In my first column for CCYP two years ago I quoted from T.S. Eliot’s Little Gidding – ‘the end is where we start from’. In this first column for Therapy Today I am again borrowing from literature. The opening of Ruth Ozeki’s novel A Tale for the Time Being contains the following: ‘A time being is someone who lives in time, and that means you, and me, and every one of us who is, or was, or ever will be’.  As therapists we are attuned to the here-and-now of our client sessions; the relationship in time between the two beings in the room and in the transference as well as the ‘ghosts’ of many other beings from our client’s internal and external worlds. But we must be mindful, particularly in first sessions, that our clients may not have experienced being attended to, as infants or adults, in the way that we attend to them. They may need time to adjust to this kind of connectedness. And when they do, it will feel magical. 

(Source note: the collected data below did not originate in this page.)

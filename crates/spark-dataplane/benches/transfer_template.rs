use std::hint::black_box;

use criterion::{Criterion, criterion_group, criterion_main};
use spark_dataplane::{
    Circuit, ConnectionMetaData, DataDistribution, DataplaneConfig, EndpointId, EndpointRegistry,
    PortRole, PortSetMetaData, TransferTemplate,
};

fn port_set(role: PortRole, prefix: &str, ranks: u32, buffers: u32) -> PortSetMetaData {
    let endpoints = (0..ranks)
        .map(|i| {
            format!("spark-shm:{prefix}{i};1048576")
                .parse::<EndpointId>()
                .expect("endpoint")
        })
        .collect();
    PortSetMetaData::new(role, endpoints, buffers, 4096).expect("port-set")
}

/// 比较模板整体重建与稳态查表的成本。
///
/// # 设计目的（Why）
/// - 模板缓存的价值取决于构建成本与逐条查表成本之间的差距，这里给出同一拓扑下两者的量级。
///
/// # 执行逻辑（How）
/// - `template_build`：4 个生产 rank、两个消费 port-set 的拓扑整体展开一次；
/// - `template_step`：在已构建模板上按序号查表；
/// - `push_roundtrip`：1-1 推模式电路上一次发送加一次接收，包含 4 KiB 拷贝。
fn bench_template(c: &mut Criterion) {
    let meta = ConnectionMetaData::with_port_sets(
        port_set(PortRole::Producer, "p", 4, 4),
        vec![
            port_set(PortRole::Consumer, "a", 3, 4),
            port_set(PortRole::Consumer, "b", 2, 3),
        ],
        DataDistribution::parallel(),
    )
    .expect("metadata");

    c.bench_function("template_build", |b| {
        b.iter(|| TransferTemplate::build(black_box(&meta), 4096).expect("build"))
    });

    let template = TransferTemplate::build(&meta, 4096).expect("build");
    let mut sequence = 0u64;
    c.bench_function("template_step", |b| {
        b.iter(|| {
            sequence = sequence.wrapping_add(1);
            black_box(template.step(black_box(sequence)).ops.len())
        })
    });

    let registry = EndpointRegistry::new();
    let meta = ConnectionMetaData::new(
        "spark-shm:bench-p;1048576".parse().expect("endpoint"),
        "spark-shm:bench-c;1048576".parse().expect("endpoint"),
        2,
        4096,
    )
    .expect("metadata");
    let mut circuit =
        Circuit::new("bench", meta, &registry, &DataplaneConfig::default()).expect("circuit");
    let payload = vec![0x5a; 4096];
    let mut out = Vec::with_capacity(4096);
    c.bench_function("push_roundtrip", |b| {
        b.iter(|| {
            circuit.send(0, black_box(&payload), 0).expect("send");
            circuit.receive(0, 0, &mut out).expect("receive")
        })
    });
}

criterion_group!(dataplane_benches, bench_template);
criterion_main!(dataplane_benches);
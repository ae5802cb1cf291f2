#![deny(unsafe_code)]
//! `spark-respool` 为数据面提供线性地址区间上的资源池分配器。
//!
//! # 模块定位（Why）
//! - 数据面的缓冲区、元数据区与标志位都位于某个端点的一段连续地址窗口内，
//!   需要一个能在该窗口内切分对齐区间的分配器；
//! - 该 crate 只负责“地址区间”的记账，不持有任何真实内存，
//!   因此同一套分配器可以服务共享内存、RDMA 注册区或设备寄存器窗口。
//!
//! # 设计概要（How）
//! - `pool` 模块实现 [`ResPool`]：best-fit 自由链表，释放时与相邻空闲区间合并；
//! - `lease` 模块实现 [`PoolLease`]：RAII 租约，`Drop` 时把区间归还给所属池；
//! - `registry` 模块实现 [`ResourceRegistry`]：显式构造、显式传递的命名池注册表，
//!   生命周期与所属运行时实例绑定，不存在进程级单例。
//!
//! # 并发约定（What）
//! - [`ResPool`] 本身不做任何同步，所有方法均要求 `&mut self`；
//! - 跨线程共享时通过 [`SharedPool`] 访问，它在每次 `alloc`/`free` 期间持有外部锁。

mod error;
mod lease;
mod pool;
mod registry;

pub use error::{PoolError, codes};
pub use lease::PoolLease;
pub use pool::{PoolStats, ResAddr, ResPool};
pub use registry::{ResourceRegistry, SharedPool};
//! `log_fields_contract` 集成测试：日志字段名与 `observability::keys` 常量保持一致。
//!
//! # 测试目标（Why）
//! - 告警规则与日志解析按键名检索事件，调用点改名而常量不变会让检索静默失效；
//! - 每个常量都至少由一条真实路径输出一次。
//!
//! # 结构安排（How）
//! - 按对象分组驱动端点、电路、描述符交换与资源池路径；
//! - 断言捕获的日志中出现 `<key>=` 形式的字段。

use spark_dataplane::{
    Circuit, ConnectionMetaData, DataplaneConfig, DescriptorKind, Descriptors, EndpointId,
    EndpointRegistry, FlowRole, Medium, PortRole, PortSetMetaData, TransferOutcome,
    descriptor::WIRE_LEN, exchange::exchange, observability::keys,
};
use spark_respool::ResourceRegistry;
use tokio::io::duplex;
use tracing_test::traced_test;

fn endpoint(raw: &str) -> EndpointId {
    raw.parse().expect("endpoint")
}

fn field(key: &str) -> String {
    format!("{key}=")
}

#[traced_test]
#[test]
fn endpoint_and_mapping_events_use_registered_keys() {
    let registry = EndpointRegistry::new();
    registry
        .attach(&endpoint("spark-shm:fields;4096"))
        .expect("attach");
    registry
        .map_remote(Medium::Rdma, 0x9000_0000, 0x1000, 0x2_0000)
        .expect("map");

    for key in [
        keys::endpoint::FIELD_ADDRESS,
        keys::endpoint::FIELD_BASE,
        keys::endpoint::FIELD_SIZE,
        keys::endpoint::FIELD_MAPPING_MEDIUM,
        keys::endpoint::FIELD_MAPPING_REMOTE_BASE,
        keys::endpoint::FIELD_MAPPING_LEN,
        keys::endpoint::FIELD_MAPPING_LOCAL_BASE,
        keys::pool::FIELD_NAME,
        keys::pool::FIELD_START,
        keys::pool::FIELD_SIZE,
    ] {
        assert!(logs_contain(&field(key)), "{key}");
    }
}

#[traced_test]
#[test]
fn circuit_lifecycle_events_use_registered_keys() {
    let registry = EndpointRegistry::new();
    let meta = ConnectionMetaData::new(
        endpoint("spark-shm:fp;65536"),
        endpoint("spark-shm:fc;65536"),
        1,
        64,
    )
    .expect("metadata");
    let mut circuit =
        Circuit::new("fields", meta, &registry, &DataplaneConfig::default()).expect("circuit");
    let late = PortSetMetaData::new(
        PortRole::Consumer,
        vec![endpoint("spark-shm:late;65536")],
        1,
        64,
    )
    .expect("port-set");
    assert_eq!(circuit.add_port_set(late, &registry).expect("add"), 1);

    assert!(matches!(
        circuit.send(0, b"first", 0).expect("send"),
        TransferOutcome::Delivered { sequence: 0, .. }
    ));
    assert!(matches!(
        circuit.send(0, b"second", 0).expect("send"),
        TransferOutcome::Blocked { .. }
    ));
    drop(circuit);

    for key in [
        keys::circuit::FIELD_ID,
        keys::circuit::FIELD_FLOW,
        keys::circuit::FIELD_PRODUCER_RANKS,
        keys::circuit::FIELD_PORT_SETS,
        keys::template::FIELD_PERIOD,
        keys::template::FIELD_PORT_SETS,
        keys::template::FIELD_DISTRIBUTION,
        keys::template::FIELD_BUILDS,
        keys::transfer::FIELD_SEQUENCE,
        keys::transfer::FIELD_TARGETS,
        keys::transfer::FIELD_TARGET_BUFFER,
        keys::port::FIELD_PORT_SET_ORDINAL,
        keys::port::FIELD_RANK,
    ] {
        assert!(logs_contain(&field(key)), "{key}");
    }
}

#[traced_test]
#[test]
fn descriptor_exchange_events_use_registered_keys() {
    let descriptor = Descriptors {
        kind: DescriptorKind::Producer,
        role: FlowRole::ActiveMessage,
        medium: Medium::SharedMemory,
        n_buffers: 2,
        data_buffer_base_addr: 0x1000,
        data_buffer_pitch: 128,
        data_buffer_size: 96,
        meta_data_base_addr: 0x2000,
        meta_data_pitch: 16,
        full_flag_base_addr: 0x3000,
        full_flag_size: 4,
        full_flag_pitch: 8,
        full_flag_value: 1,
        empty_flag_base_addr: 0,
        empty_flag_size: 0,
        empty_flag_pitch: 0,
        empty_flag_value: 0,
    };
    let peer = Descriptors {
        kind: DescriptorKind::Consumer,
        ..descriptor
    };
    // 在测试线程上驱动运行时，事件落在测试 span 内。
    let runtime = tokio::runtime::Builder::new_current_thread()
        .build()
        .expect("runtime");
    let (left, right) = runtime.block_on(async {
        let (mut a, mut b) = duplex(4 * WIRE_LEN);
        tokio::join!(exchange(&mut a, &descriptor), exchange(&mut b, &peer))
    });
    assert_eq!(left.expect("left"), peer);
    assert_eq!(right.expect("right"), descriptor);

    for key in [keys::descriptor::FIELD_KIND, keys::descriptor::FIELD_N_BUFFERS] {
        assert!(logs_contain(&field(key)), "{key}");
    }
}

#[traced_test]
#[test]
fn pool_and_lease_events_use_registered_keys() {
    let pools = ResourceRegistry::new();
    let pool = pools.register("fields", 0, 1024).expect("register");

    pool.lease(32, 16).expect("lease").leak();

    let stale = pool.lease(32, 16).expect("lease");
    pool.free(stale.addr()).expect("external free");
    drop(stale);

    pool.alloc(64, 16).expect("alloc");
    drop(pools);
    drop(pool);

    for key in [
        keys::pool::FIELD_NAME,
        keys::pool::FIELD_START,
        keys::pool::FIELD_LIVE_ALLOCATIONS,
        keys::pool::FIELD_LEAKED_BYTES,
        keys::lease::FIELD_ADDR,
        keys::lease::FIELD_LEN,
        keys::error::FIELD_CODE,
    ] {
        assert!(logs_contain(&field(key)), "{key}");
    }
}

  1. Winnicott, D. (1956) Primary Maternal Preoccupation, London, Hogarth

Reflecting on... 

Ann 

(unpublished) 

The Ken Loach film I, Daniel Blake portrays the stark reality of poverty and need for its two central characters. Daniel can’t meet the requirements for Job Seekers Allowance because his cardiac consultant deems him unfit for work. But he is ineligible for disability support because a health assessor judges him too well to claim. Single mother Katie is rehoused in an unfamiliar part of the country. As a consequence, she takes the wrong bus, misses her signing-on slot and receives a financial sanction. She can’t afford to heat her damp, dark flat and is reliant on food-banks to feed herself and her two young children.

Daniel and Katie have stayed with me, but I’ve also been reflecting on Ann.

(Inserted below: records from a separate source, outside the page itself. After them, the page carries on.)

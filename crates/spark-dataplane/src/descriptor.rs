//! # descriptor 模块说明
//!
//! ## 角色定位（Why）
//! - 描述符是连接双方为建立零拷贝可见性而交换的唯一记录：
//!   缓冲个数、数据区/元数据区/标志区的基址与步长（pitch），以及满/空标志的写入值；
//! - 它可能跨进程、跨主机传输，因此编码为固定 96 字节、小端序的平坦记录，
//!   不含指针嵌套，也不含变长字段。
//!
//! ## 地址语义（What）
//! - 第 `N` 个缓冲地址为 `base + N * pitch`；pitch 是步长而非总长；
//! - 仅当传输介质与描述符自身介质都共享地址空间时，地址才可直接解引用，
//!   否则 [`Descriptors::handles`] 产出远端句柄，必须先经 [`DescriptorHandles::remap`]。
//!
//! ## 线格式（How）
//!
//! | 偏移 | 字段 | 类型 |
//! |----:|------|------|
//! | 0 | magic `SPDT` | u32 |
//! | 4 | version | u16 |
//! | 6 | kind | u8 |
//! | 7 | role | u8 |
//! | 8 | medium | u8 |
//! | 12 | n_buffers | u32 |
//! | 16 | data_buffer_base_addr | u64 |
//! | 24 | data_buffer_pitch | u32 |
//! | 28 | data_buffer_size | u32 |
//! | 32 | meta_data_base_addr | u64 |
//! | 40 | meta_data_pitch | u32 |
//! | 44 | full_flag_size | u32 |
//! | 48 | full_flag_base_addr | u64 |
//! | 56 | full_flag_pitch | u32 |
//! | 60 | empty_flag_size | u32 |
//! | 64 | full_flag_value | u64 |
//! | 72 | empty_flag_base_addr | u64 |
//! | 80 | empty_flag_pitch | u32 |
//! | 88 | empty_flag_value | u64 |

use bytes::{Buf, BufMut, Bytes, BytesMut};

use crate::{
    error::{DataplaneError, Result},
    memory::{MappingTable, Medium, MemoryHandle},
    meta::METADATA_SIZE,
};

/// 编码后的固定长度。
pub const WIRE_LEN: usize = 96;
/// 编码魔数。
pub const MAGIC: [u8; 4] = *b"SPDT";
/// 当前线格式版本。
pub const WIRE_VERSION: u16 = 1;
/// 满/空标志字宽度。
pub const FLAG_SIZE: u32 = 4;

/// 描述符属于连接的哪一端。
#[derive(Clone, Copy, Debug, Eq, PartialEq, Hash)]
pub enum DescriptorKind {
    Producer,
    Consumer,
}

/// 该端在流控中的角色。
#[derive(Clone, Copy, Debug, Eq, PartialEq, Hash)]
pub enum FlowRole {
    /// 写方主动推送数据并置满标志。
    ActiveMessage,
    /// 只主动维护标志，数据由对端搬运。
    ActiveFlowControl,
    /// 完全被动：由对端轮询标志并拉取数据。
    Passive,
}

impl DescriptorKind {
    fn tag(self) -> u8 {
        match self {
            DescriptorKind::Producer => 0,
            DescriptorKind::Consumer => 1,
        }
    }

    fn from_tag(tag: u8) -> Option<Self> {
        match tag {
            0 => Some(DescriptorKind::Producer),
            1 => Some(DescriptorKind::Consumer),
            _ => None,
        }
    }
}

impl FlowRole {
    fn tag(self) -> u8 {
        match self {
            FlowRole::ActiveMessage => 0,
            FlowRole::ActiveFlowControl => 1,
            FlowRole::Passive => 2,
        }
    }

    fn from_tag(tag: u8) -> Option<Self> {
        match tag {
            0 => Some(FlowRole::ActiveMessage),
            1 => Some(FlowRole::ActiveFlowControl),
            2 => Some(FlowRole::Passive),
            _ => None,
        }
    }
}

/// 端点缓冲几何描述符。
///
/// `empty_flag_size == 0` 表示该端点没有空标志。
#[derive(Clone, Copy, Debug, Eq, PartialEq, Hash)]
pub struct Descriptors {
    pub kind: DescriptorKind,
    pub role: FlowRole,
    pub medium: Medium,
    pub n_buffers: u32,
    pub data_buffer_base_addr: u64,
    pub data_buffer_pitch: u32,
    pub data_buffer_size: u32,
    pub meta_data_base_addr: u64,
    pub meta_data_pitch: u32,
    pub full_flag_base_addr: u64,
    pub full_flag_size: u32,
    pub full_flag_pitch: u32,
    pub full_flag_value: u64,
    pub empty_flag_base_addr: u64,
    pub empty_flag_size: u32,
    pub empty_flag_pitch: u32,
    pub empty_flag_value: u64,
}

fn span_end(base: u64, pitch: u32, size: u32, count: u32) -> Option<u64> {
    u64::from(count.saturating_sub(1))
        .checked_mul(u64::from(pitch))
        .and_then(|offset| base.checked_add(offset))
        .and_then(|last| last.checked_add(u64::from(size)))
}

impl Descriptors {
    /// 校验描述符自洽性。
    ///
    /// - `n_buffers > 0`；
    /// - 多缓冲时，各区域 pitch 不小于单项大小；
    /// - 满标志宽度固定为 4 字节，标志值非零且可放入 32 位字；
    /// - 最后一项的结束地址不得溢出。
    pub fn validate(&self) -> Result<()> {
        let reject = |reason| Err(DataplaneError::InvalidDescriptor { reason });
        if self.n_buffers == 0 {
            return reject("n_buffers must be positive");
        }
        if self.data_buffer_size == 0 {
            return reject("data_buffer_size must be positive");
        }
        if self.full_flag_size != FLAG_SIZE {
            return reject("full_flag_size must be 4");
        }
        if self.empty_flag_size != 0 && self.empty_flag_size != FLAG_SIZE {
            return reject("empty_flag_size must be 0 or 4");
        }
        if self.full_flag_value == 0 || self.full_flag_value > u64::from(u32::MAX) {
            return reject("full_flag_value must be a non-zero 32-bit value");
        }
        if self.empty_flag_size != 0
            && (self.empty_flag_value == 0 || self.empty_flag_value > u64::from(u32::MAX))
        {
            return reject("empty_flag_value must be a non-zero 32-bit value");
        }
        if self.n_buffers > 1 {
            if self.data_buffer_pitch < self.data_buffer_size {
                return reject("data_buffer_pitch is smaller than data_buffer_size");
            }
            if self.meta_data_pitch < METADATA_SIZE {
                return reject("meta_data_pitch is smaller than one metadata record");
            }
            if self.full_flag_pitch < self.full_flag_size {
                return reject("full_flag_pitch is smaller than full_flag_size");
            }
            if self.empty_flag_size != 0 && self.empty_flag_pitch < self.empty_flag_size {
                return reject("empty_flag_pitch is smaller than empty_flag_size");
            }
        }
        let n = self.n_buffers;
        let spans = [
            span_end(self.data_buffer_base_addr, self.data_buffer_pitch, self.data_buffer_size, n),
            span_end(self.meta_data_base_addr, self.meta_data_pitch, METADATA_SIZE, n),
            span_end(self.full_flag_base_addr, self.full_flag_pitch, self.full_flag_size, n),
            span_end(self.empty_flag_base_addr, self.empty_flag_pitch, self.empty_flag_size, n),
        ];
        if spans.iter().any(Option::is_none) {
            return reject("buffer addresses overflow");
        }
        Ok(())
    }

    /// 是否带空标志。
    pub fn has_empty_flag(&self) -> bool {
        self.empty_flag_size != 0
    }

    fn indexed(&self, what: &'static str, base: u64, pitch: u32, index: u32) -> Result<u64> {
        if index >= self.n_buffers {
            return Err(DataplaneError::index(what, index, self.n_buffers));
        }
        Ok(base + u64::from(index) * u64::from(pitch))
    }

    /// 第 `index` 个数据缓冲的地址。
    pub fn buffer_addr(&self, index: u32) -> Result<u64> {
        self.indexed("buffer", self.data_buffer_base_addr, self.data_buffer_pitch, index)
    }

    pub fn metadata_addr(&self, index: u32) -> Result<u64> {
        self.indexed("metadata", self.meta_data_base_addr, self.meta_data_pitch, index)
    }

    pub fn full_flag_addr(&self, index: u32) -> Result<u64> {
        self.indexed("full flag", self.full_flag_base_addr, self.full_flag_pitch, index)
    }

    /// 第 `index` 个空标志地址；无空标志时返回 `None`。
    pub fn empty_flag_addr(&self, index: u32) -> Result<Option<u64>> {
        if !self.has_empty_flag() {
            return Ok(None);
        }
        self.indexed("empty flag", self.empty_flag_base_addr, self.empty_flag_pitch, index)
            .map(Some)
    }

    /// 按 96 字节线格式写入 `dst`。
    pub fn encode(&self, dst: &mut impl BufMut) {
        dst.put_slice(&MAGIC);
        dst.put_u16_le(WIRE_VERSION);
        dst.put_u8(self.kind.tag());
        dst.put_u8(self.role.tag());
        dst.put_u8(self.medium.tag());
        dst.put_bytes(0, 3);
        dst.put_u32_le(self.n_buffers);
        dst.put_u64_le(self.data_buffer_base_addr);
        dst.put_u32_le(self.data_buffer_pitch);
        dst.put_u32_le(self.data_buffer_size);
        dst.put_u64_le(self.meta_data_base_addr);
        dst.put_u32_le(self.meta_data_pitch);
        dst.put_u32_le(self.full_flag_size);
        dst.put_u64_le(self.full_flag_base_addr);
        dst.put_u32_le(self.full_flag_pitch);
        dst.put_u32_le(self.empty_flag_size);
        dst.put_u64_le(self.full_flag_value);
        dst.put_u64_le(self.empty_flag_base_addr);
        dst.put_u32_le(self.empty_flag_pitch);
        dst.put_u32_le(0);
        dst.put_u64_le(self.empty_flag_value);
    }

    /// 编码为独立的 [`Bytes`]。
    pub fn to_bytes(&self) -> Bytes {
        let mut buf = BytesMut::with_capacity(WIRE_LEN);
        self.encode(&mut buf);
        buf.freeze()
    }

    /// 从线格式解码并校验。
    pub fn decode(mut src: &[u8]) -> Result<Self> {
        let reject = |reason| DataplaneError::InvalidDescriptor { reason };
        if src.len() < WIRE_LEN {
            return Err(reject("record shorter than 96 bytes"));
        }
        let mut magic = [0u8; 4];
        src.copy_to_slice(&mut magic);
        if magic != MAGIC {
            return Err(reject("bad magic"));
        }
        if src.get_u16_le() != WIRE_VERSION {
            return Err(reject("unsupported version"));
        }
        let kind = DescriptorKind::from_tag(src.get_u8()).ok_or_else(|| reject("unknown kind"))?;
        let role = FlowRole::from_tag(src.get_u8()).ok_or_else(|| reject("unknown role"))?;
        let medium = Medium::from_tag(src.get_u8()).ok_or_else(|| reject("unknown medium"))?;
        src.advance(3);
        let n_buffers = src.get_u32_le();
        let data_buffer_base_addr = src.get_u64_le();
        let data_buffer_pitch = src.get_u32_le();
        let data_buffer_size = src.get_u32_le();
        let meta_data_base_addr = src.get_u64_le();
        let meta_data_pitch = src.get_u32_le();
        let full_flag_size = src.get_u32_le();
        let full_flag_base_addr = src.get_u64_le();
        let full_flag_pitch = src.get_u32_le();
        let empty_flag_size = src.get_u32_le();
        let full_flag_value = src.get_u64_le();
        let empty_flag_base_addr = src.get_u64_le();
        let empty_flag_pitch = src.get_u32_le();
        src.advance(4);
        let empty_flag_value = src.get_u64_le();

        let descriptor = Self {
            kind,
            role,
            medium,
            n_buffers,
            data_buffer_base_addr,
            data_buffer_pitch,
            data_buffer_size,
            meta_data_base_addr,
            meta_data_pitch,
            full_flag_base_addr,
            full_flag_size,
            full_flag_pitch,
            full_flag_value,
            empty_flag_base_addr,
            empty_flag_size,
            empty_flag_pitch,
            empty_flag_value,
        };
        descriptor.validate()?;
        Ok(descriptor)
    }

    /// 按传输介质解释描述符中的地址。
    ///
    /// 仅当 `transport` 与描述符介质都共享地址空间时得到本地句柄，
    /// 否则所有地址都被视为相对句柄。
    pub fn handles(&self, transport: Medium) -> DescriptorHandles {
        let local = transport.is_memory_shared() && self.medium.is_memory_shared();
        let wrap = |addr: u64| {
            if local {
                MemoryHandle::Local(addr)
            } else {
                MemoryHandle::Remote {
                    handle: addr,
                    medium: if self.medium.is_memory_shared() {
                        transport
                    } else {
                        self.medium
                    },
                }
            }
        };
        DescriptorHandles {
            descriptor: *self,
            data: wrap(self.data_buffer_base_addr),
            meta: wrap(self.meta_data_base_addr),
            full: wrap(self.full_flag_base_addr),
            empty: wrap(self.empty_flag_base_addr),
        }
    }
}

/// 按介质解释后的描述符地址。
#[derive(Clone, Copy, Debug, Eq, PartialEq)]
pub struct DescriptorHandles {
    descriptor: Descriptors,
    data: MemoryHandle,
    meta: MemoryHandle,
    full: MemoryHandle,
    empty: MemoryHandle,
}

impl DescriptorHandles {
    /// 原始描述符。
    pub fn descriptor(&self) -> &Descriptors {
        &self.descriptor
    }

    /// 是否全部地址均可直接解引用。
    pub fn is_local(&self) -> bool {
        self.data.is_local()
            && self.meta.is_local()
            && self.full.is_local()
            && self.empty.is_local()
    }

    /// 通过映射表把远端句柄重映射为本地地址。
    ///
    /// 每个区域的完整跨度都必须落在同一映射窗口内。
    pub fn remap(&self, table: &MappingTable) -> Result<DescriptorHandles> {
        let d = &self.descriptor;
        let n = d.n_buffers;
        let resolve = |handle: MemoryHandle, pitch: u32, size: u32| -> Result<MemoryHandle> {
            if size == 0 {
                return Ok(MemoryHandle::Local(0));
            }
            let span = span_end(0, pitch, size, n).ok_or(DataplaneError::InvalidDescriptor {
                reason: "buffer addresses overflow",
            })?;
            table.resolve(handle, span).map(MemoryHandle::Local)
        };
        Ok(DescriptorHandles {
            descriptor: *d,
            data: resolve(self.data, d.data_buffer_pitch, d.data_buffer_size)?,
            meta: resolve(self.meta, d.meta_data_pitch, METADATA_SIZE)?,
            full: resolve(self.full, d.full_flag_pitch, d.full_flag_size)?,
            empty: resolve(self.empty, d.empty_flag_pitch, d.empty_flag_size)?,
        })
    }

    /// 得到地址全部可解引用的描述符；仍含远端句柄时失败。
    pub fn local(&self) -> Result<Descriptors> {
        let mut local = self.descriptor;
        local.data_buffer_base_addr = self.data.local_addr()?;
        local.meta_data_base_addr = self.meta.local_addr()?;
        local.full_flag_base_addr = self.full.local_addr()?;
        local.empty_flag_base_addr = self.empty.local_addr()?;
        Ok(local)
    }

    fn indexed(
        &self,
        what: &'static str,
        base: MemoryHandle,
        pitch: u32,
        index: u32,
    ) -> Result<MemoryHandle> {
        if index >= self.descriptor.n_buffers {
            return Err(DataplaneError::index(what, index, self.descriptor.n_buffers));
        }
        Ok(base.offset(u64::from(index) * u64::from(pitch)))
    }

    pub fn buffer(&self, index: u32) -> Result<MemoryHandle> {
        self.indexed("buffer", self.data, self.descriptor.data_buffer_pitch, index)
    }

    pub fn metadata(&self, index: u32) -> Result<MemoryHandle> {
        self.indexed("metadata", self.meta, self.descriptor.meta_data_pitch, index)
    }

    pub fn full_flag(&self, index: u32) -> Result<MemoryHandle> {
        self.indexed("full flag", self.full, self.descriptor.full_flag_pitch, index)
    }

    pub fn empty_flag(&self, index: u32) -> Result<Option<MemoryHandle>> {
        if !self.descriptor.has_empty_flag() {
            return Ok(None);
        }
        self.indexed("empty flag", self.empty, self.descriptor.empty_flag_pitch, index)
            .map(Some)
    }
}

Ann works at the benefit office amongst a staff team depicted as hard-hearted jobsworths. They do what they are paid to do without deviation or emotional involvement, but Ann is different. She demonstrates empathy and understanding, offers support and kindness and is disciplined for it by a faceless manager who warns her to play by the rules and not get involved. I recognise Ann and identify with her predicament.       

The benefit office segments feel familiar. They depict what happens in any number of organisations where ‘service users’ find themselves caught between a rock and a hard place, this benefit or that, one service or another. Clients slip through nets, their mental-health deteriorates, sometimes they die. 

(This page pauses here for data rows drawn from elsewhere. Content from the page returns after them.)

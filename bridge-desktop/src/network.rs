//! Connectivity Monitoring Implementation

use async_trait::async_trait;
use bridge_traits::{
    error::Result,
    network::{ConnectivityChangeStream, ConnectivityMonitor, ConnectivityState},
};
use std::time::Duration;
use tracing::debug;

const PROBE_ADDR: &str = "8.8.8.8:53";
const PROBE_TIMEOUT: Duration = Duration::from_secs(5);
const POLL_INTERVAL: Duration = Duration::from_secs(5);

/// Desktop connectivity monitor implementation
///
/// Detects connectivity by probing a well-known endpoint. Platform-specific
/// implementations (Linux netlink, macOS SystemConfiguration, Windows WinAPI)
/// would be more robust but require additional dependencies.
pub struct DesktopConnectivityMonitor {
    poll_interval: Duration,
}

impl DesktopConnectivityMonitor {
    pub fn new() -> Self {
        Self {
            poll_interval: POLL_INTERVAL,
        }
    }

    /// Override the change-stream polling interval (mainly for tests).
    pub fn with_poll_interval(mut self, interval: Duration) -> Self {
        self.poll_interval = interval;
        self
    }

    async fn probe() -> ConnectivityState {
        match tokio::time::timeout(PROBE_TIMEOUT, tokio::net::TcpStream::connect(PROBE_ADDR)).await
        {
            Ok(Ok(_)) => ConnectivityState::Online,
            Ok(Err(_)) | Err(_) => ConnectivityState::Offline,
        }
    }
}

impl Default for DesktopConnectivityMonitor {
    fn default() -> Self {
        Self::new()
    }
}

#[async_trait]
impl ConnectivityMonitor for DesktopConnectivityMonitor {
    async fn is_online(&self) -> Result<bool> {
        let state = Self::probe().await;
        debug!(state = ?state, "Connectivity probe");
        Ok(state.is_online())
    }

    async fn subscribe_changes(&self) -> Result<Box<dyn ConnectivityChangeStream>> {
        Ok(Box::new(PollingChangeStream {
            poll_interval: self.poll_interval,
            last_state: None,
        }))
    }
}

/// Change stream that polls the probe endpoint and emits on state flips
struct PollingChangeStream {
    poll_interval: Duration,
    last_state: Option<ConnectivityState>,
}

#[async_trait]
impl ConnectivityChangeStream for PollingChangeStream {
    async fn next(&mut self) -> Option<ConnectivityState> {
        loop {
            tokio::time::sleep(self.poll_interval).await;

            let state = DesktopConnectivityMonitor::probe().await;
            if self.last_state != Some(state) {
                self.last_state = Some(state);
                return Some(state);
            }
        }
    }
}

The way to hang onto those precious jobs is to tick the box, not get involved and not ask questions, especially about the inadequacies of the system.


Resources are diminishing in correlation with rising demands and tightened referral criteria. Professionals debate the origin of the problem – It’s environmental! No it’s health! No it’s education! – in order to gate-keep and protect their own workload. There is no time or inclination to think or work together. Stretched community counsellors hammer at the door of tier three services where stricter gatekeepers reside. Clients are admitted if there is a crisis, if not, the wait will be long. Once inside, there is pressure to get them out, until they are re-referred. Most services seem to operate a revolving door.

Serious incidents are increasing. Staff burnout and turnover is high. The way to protect yourself is to be an automaton, turn up, tick the box, discharge the client. Repeat. Thankfully, there are some of us who are still willing to get emotionally involved, to accept complex clients onto our case loads and bend the rules to protect their well-being, often risking our own in the process. We are the Anns of the services. Our clients deserve us to be more Ann.